Note that we are considering a 10 cents increase and not a dollar increase as this makes more sense in the context of apple prices (as you can see by the summary statistics above, the mean price is about 1 dollar).

We are also assuming that the probabilities are not close to the boundaries of zero and one, respectively.


to top



3.2 Limitations of LPM


3.2.1 Probabilities outside the (0,1) range

One limitation of the linear probability model is that it can produce probabilities smaller than 0 and probabilities greater than 1, which makes no sense. We can check if there are predicted probabilities outside of the (0,1) interval by inspecting the minimum and maximum of our model’s predicted values:

# Check minimum and maximum of predicted probabilities
min(predict(out.ols))
[1] 0.275
max(predict(out.ols))
[1] 1.068

There aren’t any predictions below 0 but there are predictions greater than 1.

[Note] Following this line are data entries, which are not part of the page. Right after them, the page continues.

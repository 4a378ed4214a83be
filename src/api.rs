//! ==============================================================================
//! api.rs - inspection api
//! ==============================================================================
//!
//! purpose:
//!     read mostly json endpoints for looking inside a running filter.
//!
//! routes:
//!     GET    /api/v1/stats                       everything below in one document
//!     GET    /api/v1/stats/{forwarders,mqtt,cache,app}
//!     GET    /api/v1/cache                       per device summary
//!     GET    /api/v1/cache/:id                   cached entries for one device
//!     DELETE /api/v1/cache/cleanup               purge stale entries now
//!     GET    /api/v1/forwarders                  flush jobs and queued messages
//!     GET    /api/v1/logs                        recent rejections and failures
//!     GET    /api/v1/data/:id                    stored messages for one device
//!
//! relationships:
//!     - used by: main.rs (run_server)
//!     - reads: runtime.rs
//!
//! ==============================================================================

use crate::cache::{CacheSummary, DataEntry};
use crate::clock::Clock;
use crate::forwarder::JobInfo;
use crate::runtime::{CleanupReport, FilterRuntime};
use crate::stats::{AppStats, CacheStats, ForwarderStats, LogEntry, MqttStats, StatsSnapshot};
use crate::store::StoredMessage;

use anyhow::Result;
use axum::{
    extract::{Path, Query, State},
    http::StatusCode,
    response::Json,
    routing::{delete, get},
    Router,
};
use serde::Deserialize;
use serde_json::{json, Value};
use tower_http::cors::CorsLayer;

type ApiError = (StatusCode, Json<Value>);

fn error(status: StatusCode, message: impl Into<String>) -> ApiError {
    (status, Json(json!({ "status": "error", "message": message.into() })))
}

pub fn router(runtime: FilterRuntime) -> Router {
    Router::new()
        .route("/api/v1/stats", get(stats_handler))
        .route("/api/v1/stats/forwarders", get(forwarder_stats_handler))
        .route("/api/v1/stats/mqtt", get(mqtt_stats_handler))
        .route("/api/v1/stats/cache", get(cache_stats_handler))
        .route("/api/v1/stats/app", get(app_stats_handler))
        .route("/api/v1/cache", get(cache_handler))
        .route("/api/v1/cache/cleanup", delete(cache_cleanup_handler))
        .route("/api/v1/cache/:id", get(cache_entry_handler))
        .route("/api/v1/forwarders", get(forwarders_handler))
        .route("/api/v1/logs", get(logs_handler))
        .route("/api/v1/data/:id", get(data_handler))
        .layer(CorsLayer::permissive())
        .with_state(runtime)
}

pub async fn run_server(runtime: FilterRuntime, port: u16) -> Result<()> {
    let listener = tokio::net::TcpListener::bind(("0.0.0.0", port)).await?;
    axum::serve(listener, router(runtime)).await?;
    Ok(())
}

// ==============================================================================
// stats
// ==============================================================================

async fn stats_handler(State(runtime): State<FilterRuntime>) -> Json<StatsSnapshot> {
    Json(runtime.snapshot().await)
}

async fn forwarder_stats_handler(State(runtime): State<FilterRuntime>) -> Json<ForwarderStats> {
    let active = runtime.forwarder().job_count().await;
    Json(runtime.stats().forwarders(active))
}

async fn mqtt_stats_handler(State(runtime): State<FilterRuntime>) -> Json<MqttStats> {
    Json(runtime.stats().mqtt())
}

async fn cache_stats_handler(State(runtime): State<FilterRuntime>) -> Json<CacheStats> {
    let devices = runtime.cache().lock().await.count();
    Json(CacheStats { devices })
}

async fn app_stats_handler(State(runtime): State<FilterRuntime>) -> Json<AppStats> {
    Json(runtime.stats().app())
}

// ==============================================================================
// cache
// ==============================================================================

async fn cache_handler(State(runtime): State<FilterRuntime>) -> Json<Vec<CacheSummary>> {
    Json(runtime.cache().lock().await.summary())
}

async fn cache_entry_handler(
    State(runtime): State<FilterRuntime>,
    Path(id): Path<String>,
) -> Result<Json<Vec<DataEntry>>, ApiError> {
    let cache = runtime.cache().lock().await;
    match cache.get(&id) {
        Some(entries) => Ok(Json(entries.iter().cloned().collect())),
        None => Err(error(StatusCode::NOT_FOUND, format!("no cached data for {}", id))),
    }
}

async fn cache_cleanup_handler(State(runtime): State<FilterRuntime>) -> Json<CleanupReport> {
    Json(runtime.cleanup_cache().await)
}

// ==============================================================================
// forwarders and logs
// ==============================================================================

async fn forwarders_handler(State(runtime): State<FilterRuntime>) -> Json<Vec<JobInfo>> {
    Json(runtime.forwarder().jobs().await)
}

async fn logs_handler(State(runtime): State<FilterRuntime>) -> Json<Vec<LogEntry>> {
    Json(runtime.stats().events())
}

// ==============================================================================
// stored data
// ==============================================================================

#[derive(Debug, Deserialize)]
struct DataWindow {
    max_age_minutes: Option<i64>,
    min_age_minutes: Option<i64>,
}

const DEFAULT_MAX_AGE_MINUTES: i64 = 60;

async fn data_handler(
    State(runtime): State<FilterRuntime>,
    Path(id): Path<String>,
    Query(window): Query<DataWindow>,
) -> Result<Json<Vec<StoredMessage>>, ApiError> {
    let Some(store) = runtime.store() else {
        return Err(error(StatusCode::SERVICE_UNAVAILABLE, "message store is disabled"));
    };

    let max_age = window.max_age_minutes.unwrap_or(DEFAULT_MAX_AGE_MINUTES);
    let min_age = window.min_age_minutes.unwrap_or(0);
    if min_age < 0 || max_age < min_age {
        return Err(error(
            StatusCode::BAD_REQUEST,
            "expected 0 <= min_age_minutes <= max_age_minutes",
        ));
    }

    let now = runtime.clock().now();
    let since = now - chrono::Duration::minutes(max_age);
    let until = now - chrono::Duration::minutes(min_age);

    store
        .query(&id, since, until)
        .await
        .map(Json)
        .map_err(|e| error(StatusCode::INTERNAL_SERVER_ERROR, format!("{:#}", e)))
}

Alternatively, we can use a plot to check if the predicted probabilities are all inside the (0,1) interval:

# Create column with predicted probabilities
tb.apples <- tb.apples %>% 
  mutate(lpm_pred =  predict(out.ols))

# Plot distribution of predicted probabilities
ggplot(data = tb.apples, aes(x = lpm_pred)) + geom_histogram() +
  geom_vline(xintercept = 0, col = 'Red', linetype = 2) +
  geom_vline(xintercept = 1, col = 'Red', linetype = 2) +
  scale_x_continuous(breaks = seq(-0.1,1.1,0.1)) +
  labs(x = 'Probability of buying Eco Apple', y = 'Number of People') +
  theme_bw()


3.2.2 Heteroskedasticity

Another limitation of the linear probability model is that there usually is heteroskedasticity. We can use the Breusch-Pagan test to investigate the presence of heteroskedasticity:

# Breusch-Pagan Test
bptest(out.ols)

    studentized Breusch-Pagan test

data:  out.ols
BP = 42, df = 5, p-value = 6e-08

The Breusch-Pagan test p-value is very low so we can reject the null that the error term is homoskedastic.


3.2.3. Linear relationship between the variables

Finally, OLS assumes a linear relationship between the variables. This means, that each unit increase in x causes the same change in y. However, it is possible that, for instance, changing the price of apples by one cent from $0.01 to $0.02 does not have the same effect on consumers’ propensity to buy as changing the price by one cent from $0.99 to $1.


to top



4. Probit and Logit

Probit and Logit are two alternatives to OLS that address some of the above mentioned limitations. These models are of a class of binary response models of the form:

\[P(y=1|\mathbf x)=G(\beta_0 + \beta_1 x_1 + ... + \beta_k x_k) = G(\beta_0 + \mathbf x \boldsymbol{\beta})\] where \(0<G(z)<1\).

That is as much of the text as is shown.